Project 1

Assigned Monday, Sept 19, 2011
Due 11:59pm, Tuesday Oct 4, 2011
Points 100
Updates In case you missed it, this message was sent to all students

The ChunkList project description's reference to a ChunkListNode inner class implies that you are required to write your own LinkedList code in which each node of that LinkedList is a ChunkListNode which in turn contains an ArrayList<T>. You are certainly welcome to take that approach using the author'\ s code from the course slides as a starting point if you wish.

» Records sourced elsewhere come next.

// This Source Code Form is subject to the terms of the Mozilla Public
// License, v. 2.0. If a copy of the MPL was not distributed with this
// file, You can obtain one at http://mozilla.org/MPL/2.0/.

//! The parsed element tree: a closed tag/attribute enum pair, an
//! arena-backed node list, and an id index for `url(#id)`/`xlink:href`
//! lookups.
//!
//! The arena is a plain `Vec<NodeData>` indexed by `NodeId`, not the bump
//! allocator a C implementation would reach for: growth amortizes the same
//! way, nodes never need per-object free, and this sidesteps `unsafe`
//! entirely (the rest of the crate has no use for it either).

use std::collections::HashMap;
use std::hash::{BuildHasherDefault, Hasher};

/// Closed set of recognized elements. An unrecognized tag is skipped,
/// together with its subtree, during parsing -- it never gets a `NodeId`.
#[derive(Clone, Copy, PartialEq, Eq, Debug, Hash)]
pub enum ElementId {
    Svg,
    G,
    Defs,
    Use,
    Path,
    Rect,
    Circle,
    Ellipse,
    Line,
    Polyline,
    Polygon,
    ClipPath,
    LinearGradient,
    RadialGradient,
    Stop,
    SolidColor,
}

impl ElementId {
    pub fn from_tag_name(name: &str) -> Option<ElementId> {
        Some(match name {
            "svg" => ElementId::Svg,
            "g" => ElementId::G,
            "defs" => ElementId::Defs,
            "use" => ElementId::Use,
            "path" => ElementId::Path,
            "rect" => ElementId::Rect,
            "circle" => ElementId::Circle,
            "ellipse" => ElementId::Ellipse,
            "line" => ElementId::Line,
            "polyline" => ElementId::Polyline,
            "polygon" => ElementId::Polygon,
            "clipPath" => ElementId::ClipPath,
            "linearGradient" => ElementId::LinearGradient,
            "radialGradient" => ElementId::RadialGradient,
            "stop" => ElementId::Stop,
            "solidColor" => ElementId::SolidColor,
            _ => return None,
        })
    }

    /// `defs`/`clipPath`/gradients/`stop`/`solidColor` draw nothing
    /// directly; they're only reachable through an id reference.
    pub fn is_renderable(self) -> bool {
        !matches!(
            self,
            ElementId::Defs
                | ElementId::ClipPath
                | ElementId::LinearGradient
                | ElementId::RadialGradient
                | ElementId::Stop
                | ElementId::SolidColor
        )
    }
}

/// Closed set of recognized attributes, spelled exactly as in the source.
#[derive(Clone, Copy, PartialEq, Eq, Debug, Hash)]
pub enum AttributeId {
    Id,
    D,
    Points,
    X,
    Y,
    X1,
    Y1,
    X2,
    Y2,
    Cx,
    Cy,
    R,
    Rx,
    Ry,
    Fx,
    Fy,
    Width,
    Height,
    ViewBox,
    PreserveAspectRatio,
    Offset,
    Transform,
    GradientTransform,
    GradientUnits,
    ClipPathUnits,
    SpreadMethod,
    XlinkHref,
    Fill,
    FillOpacity,
    FillRule,
    Stroke,
    StrokeOpacity,
    StrokeWidth,
    StrokeLinecap,
    StrokeLinejoin,
    StrokeMiterlimit,
    StrokeDasharray,
    StrokeDashoffset,
    Color,
    Opacity,
    Display,
    Visibility,
    Overflow,
    ClipPath,
    ClipRule,
    SolidColor,
    SolidOpacity,
    StopColor,
    StopOpacity,
}

impl AttributeId {
    pub fn from_name(name: &str) -> Option<AttributeId> {
        Some(match name {
            "id" => AttributeId::Id,
            "d" => AttributeId::D,
            "points" => AttributeId::Points,
            "x" => AttributeId::X,
            "y" => AttributeId::Y,
            "x1" => AttributeId::X1,
            "y1" => AttributeId::Y1,
            "x2" => AttributeId::X2,
            "y2" => AttributeId::Y2,
            "cx" => AttributeId::Cx,
            "cy" => AttributeId::Cy,
            "r" => AttributeId::R,
            "rx" => AttributeId::Rx,
            "ry" => AttributeId::Ry,
            "fx" => AttributeId::Fx,
            "fy" => AttributeId::Fy,
            "width" => AttributeId::Width,
            "height" => AttributeId::Height,
            "viewBox" => AttributeId::ViewBox,
            "preserveAspectRatio" => AttributeId::PreserveAspectRatio,
            "offset" => AttributeId::Offset,
            "transform" => AttributeId::Transform,
            "gradientTransform" => AttributeId::GradientTransform,
            "gradientUnits" => AttributeId::GradientUnits,
            "clipPathUnits" => AttributeId::ClipPathUnits,
            "spreadMethod" => AttributeId::SpreadMethod,
            "xlink:href" => AttributeId::XlinkHref,
            "fill" => AttributeId::Fill,
            "fill-opacity" => AttributeId::FillOpacity,
            "fill-rule" => AttributeId::FillRule,
            "stroke" => AttributeId::Stroke,
            "stroke-opacity" => AttributeId::StrokeOpacity,
            "stroke-width" => AttributeId::StrokeWidth,
            "stroke-linecap" => AttributeId::StrokeLinecap,
            "stroke-linejoin" => AttributeId::StrokeLinejoin,
            "stroke-miterlimit" => AttributeId::StrokeMiterlimit,
            "stroke-dasharray" => AttributeId::StrokeDasharray,
            "stroke-dashoffset" => AttributeId::StrokeDashoffset,
            "color" => AttributeId::Color,
            "opacity" => AttributeId::Opacity,
            "display" => AttributeId::Display,
            "visibility" => AttributeId::Visibility,
            "overflow" => AttributeId::Overflow,
            "clip-path" => AttributeId::ClipPath,
            "clip-rule" => AttributeId::ClipRule,
            "solid-color" => AttributeId::SolidColor,
            "solid-opacity" => AttributeId::SolidOpacity,
            "stop-color" => AttributeId::StopColor,
            "stop-opacity" => AttributeId::StopOpacity,
            _ => return None,
        })
    }

    /// Properties that inherit down the tree when not set locally. Everything
    /// else is either non-inheriting (geometry, `id`, `transform`, ...) or
    /// meaningless outside its own element.
    pub fn inherits(self) -> bool {
        matches!(
            self,
            AttributeId::Fill
                | AttributeId::FillOpacity
                | AttributeId::FillRule
                | AttributeId::Stroke
                | AttributeId::StrokeOpacity
                | AttributeId::StrokeWidth
                | AttributeId::StrokeLinecap
                | AttributeId::StrokeLinejoin
                | AttributeId::StrokeMiterlimit
                | AttributeId::StrokeDasharray
                | AttributeId::StrokeDashoffset
                | AttributeId::Color
                | AttributeId::Visibility
                | AttributeId::ClipRule
                | AttributeId::SolidColor
                | AttributeId::SolidOpacity
        )
    }
}

#[derive(Clone, Copy, PartialEq, Eq, Debug, Hash)]
pub struct NodeId(usize);

impl NodeId {
    #[inline]
    pub(crate) fn new(idx: usize) -> Self {
        NodeId(idx)
    }

    #[inline]
    fn index(self) -> usize {
        self.0
    }
}

struct NodeData<'input> {
    element: ElementId,
    parent: Option<NodeId>,
    first_child: Option<NodeId>,
    last_child: Option<NodeId>,
    next_sibling: Option<NodeId>,
    attrs: Vec<(AttributeId, &'input str)>,
}

/// FNV-like hasher per the document's prescribed `h = len; h = h*31+byte`
/// recurrence, wired into `std::collections::HashMap` via
/// `BuildHasherDefault`.
#[derive(Default)]
pub struct RecurrenceHasher(u64);

impl Hasher for RecurrenceHasher {
    fn write(&mut self, bytes: &[u8]) {
        let mut h = self.0.wrapping_add(bytes.len() as u64);
        for &b in bytes {
            h = h.wrapping_mul(31).wrapping_add(b as u64);
        }
        self.0 = h;
    }

    fn finish(&self) -> u64 {
        self.0
    }
}

type IdMap = HashMap<String, NodeId, BuildHasherDefault<RecurrenceHasher>>;

/// The parsed tree plus id index. `'input` is the lifetime of the source
/// byte buffer every attribute value slice borrows from.
pub struct Document<'input> {
    nodes: Vec<NodeData<'input>>,
    ids: IdMap,
}

impl<'input> Document<'input> {
    pub(crate) fn empty() -> Self {
        Document { nodes: Vec::new(), ids: IdMap::default() }
    }

    pub(crate) fn clear(&mut self) {
        self.nodes.clear();
        self.ids.clear();
    }

    /// Number of elements in the tree.
    pub(crate) fn len(&self) -> usize {
        self.nodes.len()
    }

    /// Appends a new node as the last child of `parent` (`None` for the
    /// root), returning its id. O(1) thanks to the `last_child` pointer.
    pub(crate) fn append(&mut self, parent: Option<NodeId>, element: ElementId) -> NodeId {
        let id = NodeId::new(self.nodes.len());
        self.nodes.push(NodeData {
            element,
            parent,
            first_child: None,
            last_child: None,
            next_sibling: None,
            attrs: Vec::new(),
        });

        if let Some(parent) = parent {
            let prev_last = self.nodes[parent.index()].last_child;
            self.nodes[parent.index()].last_child = Some(id);
            match prev_last {
                Some(last) => self.nodes[last.index()].next_sibling = Some(id),
                None => self.nodes[parent.index()].first_child = Some(id),
            }
        }

        id
    }

    pub(crate) fn push_attribute(&mut self, node: NodeId, attr: AttributeId, value: &'input str) {
        self.nodes[node.index()].attrs.push((attr, value));
    }

    pub(crate) fn insert_id(&mut self, id: String, node: NodeId) {
        // Document order wins: last write overwrites any earlier one.
        self.ids.insert(id, node);
    }

    pub fn root(&self) -> Option<Node<'_, 'input>> {
        if self.nodes.is_empty() {
            None
        } else {
            Some(Node { doc: self, id: NodeId::new(0) })
        }
    }

    pub fn get(&self, id: NodeId) -> Node<'_, 'input> {
        Node { doc: self, id }
    }

    pub fn by_id(&self, id: &str) -> Option<Node<'_, 'input>> {
        self.ids.get(id).map(|&id| self.get(id))
    }
}

/// A borrowed handle to one node plus the document it lives in, mirroring
/// the read-only `Node` wrapper pattern used throughout this crate's
/// teacher.
#[derive(Clone, Copy)]
pub struct Node<'a, 'input> {
    doc: &'a Document<'input>,
    id: NodeId,
}

impl<'a, 'input> Node<'a, 'input> {
    #[inline]
    pub fn id(&self) -> NodeId {
        self.id
    }

    #[inline]
    fn data(&self) -> &'a NodeData<'input> {
        &self.doc.nodes[self.id.index()]
    }

    #[inline]
    pub fn tag_name(&self) -> ElementId {
        self.data().element
    }

    pub fn parent(&self) -> Option<Node<'a, 'input>> {
        self.data().parent.map(|id| self.doc.get(id))
    }

    pub fn children(&self) -> Children<'a, 'input> {
        Children { doc: self.doc, next: self.data().first_child }
    }

    /// Ancestors starting at (and including) `self`, walking up to the root.
    pub fn self_and_ancestors(&self) -> Ancestors<'a, 'input> {
        Ancestors { doc: self.doc, next: Some(self.id) }
    }

    /// Value set directly on this element, or `None`.
    pub fn attribute(&self, attr: AttributeId) -> Option<&'input str> {
        self.data().attrs.iter().find(|(a, _)| *a == attr).map(|(_, v)| *v)
    }

    #[inline]
    pub fn has_attribute(&self, attr: AttributeId) -> bool {
        self.attribute(attr).is_some()
    }

    /// Local value if present, else the nearest ancestor's. Only meaningful
    /// for attributes where `AttributeId::inherits` is `true`.
    pub fn find_attribute(&self, attr: AttributeId) -> Option<&'input str> {
        self.self_and_ancestors().find_map(|n| n.attribute(attr))
    }

    pub fn resolve_href(&self) -> Option<Node<'a, 'input>> {
        let href = self.attribute(AttributeId::XlinkHref)?;
        let id = href.strip_prefix('#')?;
        self.doc.by_id(id)
    }

    /// Looks up any element in this node's document by its `id` attribute,
    /// for resolving `url(#id)` references that aren't `xlink:href`.
    pub fn lookup_id(&self, id: &str) -> Option<Node<'a, 'input>> {
        self.doc.by_id(id)
    }

    /// Returns the node with the given id within the same document as
    /// `self`. `id` is assumed to come from this document (`NodeId`s don't
    /// cross `Document`s).
    pub fn with_id(&self, id: NodeId) -> Node<'a, 'input> {
        self.doc.get(id)
    }
}

pub struct Children<'a, 'input> {
    doc: &'a Document<'input>,
    next: Option<NodeId>,
}

impl<'a, 'input> Iterator for Children<'a, 'input> {
    type Item = Node<'a, 'input>;

    fn next(&mut self) -> Option<Self::Item> {
        let id = self.next?;
        self.next = self.doc.nodes[id.index()].next_sibling;
        Some(self.doc.get(id))
    }
}

pub struct Ancestors<'a, 'input> {
    doc: &'a Document<'input>,
    next: Option<NodeId>,
}

impl<'a, 'input> Iterator for Ancestors<'a, 'input> {
    type Item = Node<'a, 'input>;

    fn next(&mut self) -> Option<Self::Item> {
        let id = self.next?;
        self.next = self.doc.nodes[id.index()].parent;
        Some(self.doc.get(id))
    }
}

#[cfg(test)]
mod tests {
    use super::*;

    #[test]
    fn append_links_siblings_in_order() {
        let mut doc = Document::empty();
        let root = doc.append(None, ElementId::Svg);
        let a = doc.append(Some(root), ElementId::Rect);
        let b = doc.append(Some(root), ElementId::Circle);

        let kids: Vec<_> = doc.get(root).children().map(|n| n.id()).collect();
        assert_eq!(kids, vec![a, b]);
    }

    #[test]
    fn local_vs_inherited_lookup() {
        let mut doc = Document::empty();
        let root = doc.append(None, ElementId::Svg);
        doc.push_attribute(root, AttributeId::Fill, "red");
        let child = doc.append(Some(root), ElementId::G);
        let grandchild = doc.append(Some(child), ElementId::Rect);

        let gc = doc.get(grandchild);
        assert_eq!(gc.attribute(AttributeId::Fill), None);
        assert_eq!(gc.find_attribute(AttributeId::Fill), Some("red"));
    }

    #[test]
    fn id_map_last_write_wins() {
        let mut doc = Document::empty();
        let root = doc.append(None, ElementId::Svg);
        let a = doc.append(Some(root), ElementId::Rect);
        let b = doc.append(Some(root), ElementId::Circle);
        doc.insert_id("dup".to_string(), a);
        doc.insert_id("dup".to_string(), b);

        assert_eq!(doc.by_id("dup").unwrap().id(), b);
    }

    #[test]
    fn unknown_tag_has_no_element_id() {
        assert_eq!(ElementId::from_tag_name("marker"), None);
    }
}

However, after some discussion we have decided to allow an implementation of the ChunkList that uses existing Java classes -- LinkedList and ArrayList. In this implementation, a ChunkList contains a data member that is a LinkedList<ArrayList<T>> (a LinkedList of ArrayLists) and no ChunkListNode class is required. This approach allows and requires extensive use of LinkedList, ArrayList, and LinkedListIterator methods. You should become very familiar with these methods, they can do a lot of the work for you. The code for the inner ChunkListIterator class, the insert( ) method and remove( ) method is easier with this implementation, but still far from trivial. In our implementation the insert( ) method is about 60 lines of code, although that includes some duplication. The remove( ) method and the iterator implementation are about the same.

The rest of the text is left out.